**INSTRUCTIONS FOR THE TASK:** State the number of lines in the following data that include the word "boxes", with no other text.

**ENTRIES PROVIDED:**

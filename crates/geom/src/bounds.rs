//! Axis-aligned bounding boxes.

use glam::DVec3;

/// 3D axis-aligned bounding box.
#[derive(Clone, Copy, Debug, PartialEq)]
pub struct Aabb {
    pub min: DVec3,
    pub max: DVec3,
}

impl Aabb {
    /// Tight box around the given points. Panics on an empty slice.
    pub fn from_points(points: &[DVec3]) -> Self {
        assert!(!points.is_empty(), "Aabb needs at least one point");
        let mut min = points[0];
        let mut max = points[0];
        for p in &points[1..] {
            min = min.min(*p);
            max = max.max(*p);
        }
        Self { min, max }
    }

    /// Inclusive overlap test: touching boxes count as intersecting.
    pub fn intersects(&self, other: &Aabb) -> bool {
        self.min.x <= other.max.x
            && other.min.x <= self.max.x
            && self.min.y <= other.max.y
            && other.min.y <= self.max.y
            && self.min.z <= other.max.z
            && other.min.z <= self.max.z
    }

    pub fn contains(&self, p: DVec3) -> bool {
        p.cmpge(self.min).all() && p.cmple(self.max).all()
    }
}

**SOLUTION:** 2